EDIT: As someone on LinkedIn kindly pointed out, KQL jobs currently only runs daily at the fastest, while summary rules run every 20 minutes. Thus, their use cases are different as of now:
Looking into my 🔮 I have some predictions though! I suspect that summary rules and KQL jobs will be the same capability with the ability to run more frequently, but maybe with a cost attached to it based on the amount of data queried (like it currently is with KQL jobs) and/or frequency maybe? Speculation on my side - but it makes sense that components from Sentinel/Defender with similar capabilities will merge into one to avoid confusion in the future.
In essence it’s a data lake with the security-label slapped on it.
As I understand (I’m often wrong) the idea here is that the data is stored in a single open format in what I will refer to as a “cheap tier” - the data lake storage tier.
Combined with deduplication of data ensuring that you only store single copy of any data this in turn makes for cost-effective storage - which, again, makes a lot of sense.
Now, for our security purposes we need to be able to effectively query the data.
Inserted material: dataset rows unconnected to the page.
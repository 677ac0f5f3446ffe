//! beacon-gateway server entry point.
//!
//! Starts the Axum HTTP server with REST and WebSocket endpoints, the
//! metrics aggregator, and the scheduled background jobs.

use std::sync::Arc;

use axum::Router;
use axum::routing::get;
use chrono::Duration;
use sqlx::postgres::PgPoolOptions;
use tower_http::cors::CorsLayer;
use tower_http::trace::TraceLayer;
use tracing_subscriber::EnvFilter;

use beacon_gateway::api;
use beacon_gateway::app_state::AppState;
use beacon_gateway::config::GatewayConfig;
use beacon_gateway::domain::{EventBus, NotificationCatalog};
use beacon_gateway::jobs;
use beacon_gateway::persistence::Store;
use beacon_gateway::persistence::postgres::PostgresStore;
use beacon_gateway::service::{MetricsAggregator, NotificationService, TrackingService};
use beacon_gateway::ws::handler::ws_handler;

#[tokio::main]
async fn main() -> Result<(), Box<dyn std::error::Error>> {
    // Initialize tracing
    tracing_subscriber::fmt()
        .with_env_filter(
            EnvFilter::try_from_default_env().unwrap_or_else(|_| EnvFilter::new("info")),
        )
        .init();

    // Load configuration
    let config = GatewayConfig::from_env()?;
    tracing::info!(addr = %config.listen_addr, "starting beacon-gateway");

    // Connect to PostgreSQL and apply migrations
    let pool = PgPoolOptions::new()
        .max_connections(config.database_max_connections)
        .min_connections(config.database_min_connections)
        .acquire_timeout(std::time::Duration::from_secs(
            config.database_connect_timeout_secs,
        ))
        .connect(&config.database_url)
        .await?;
    sqlx::migrate!().run(&pool).await?;
    let store = Arc::new(PostgresStore::new(pool));

    // Build domain layer
    let event_bus = EventBus::new(config.event_bus_capacity);
    let catalog = Arc::new(NotificationCatalog::new());
    catalog.load(store.load_notifications().await?).await;

    // Build service layer
    let tracking = Arc::new(TrackingService::new(Arc::clone(&store), event_bus.clone()));
    let notifications = Arc::new(NotificationService::new(
        Arc::clone(&store),
        Arc::clone(&catalog),
    ));

    // Seed the metrics snapshot, then start folding the change feed
    let metrics = Arc::new(MetricsAggregator::new());
    metrics
        .seed(
            store.as_ref(),
            Duration::minutes(config.active_window_minutes),
        )
        .await;
    let _metrics_handle = MetricsAggregator::spawn(Arc::clone(&metrics), &event_bus);

    // Scheduled jobs
    let _jobs_handle = config
        .jobs_enabled
        .then(|| jobs::spawn(Arc::clone(&store), &config));

    // Build application state
    let app_state = AppState {
        tracking,
        notifications,
        metrics,
        event_bus,
        store,
    };

    // Build router
    let app = Router::new()
        .merge(api::build_router())
        .route("/ws", get(ws_handler))
        .layer(TraceLayer::new_for_http())
        .layer(CorsLayer::permissive())
        .with_state(app_state);

    // Start server
    let listener = tokio::net::TcpListener::bind(config.listen_addr).await?;
    tracing::info!(addr = %config.listen_addr, "server listening");

    axum::serve(listener, app).await?;

    Ok(())
}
The data lake has full KQL support via KQL interactive queries (costs money to run vs normal KQL queries which are free) and you can bring your own analytic engine, use notebooks etc. Not sure how this works yet if you ingest unstructured data that’s not a native connector (maybe this is not supported).
Add the ability to promote data on demand to higher tiers (like summary rules) using KQL jobs and that’s the basis of what it does.
That’s a long question, how did you come up with that?
Short answer is that it’s ease of use. The data lake will handle a lot of the complexity for you at a reasonable price, also making sure everything lives in the “security-portal” context so it’s easy to use for the SecOps team.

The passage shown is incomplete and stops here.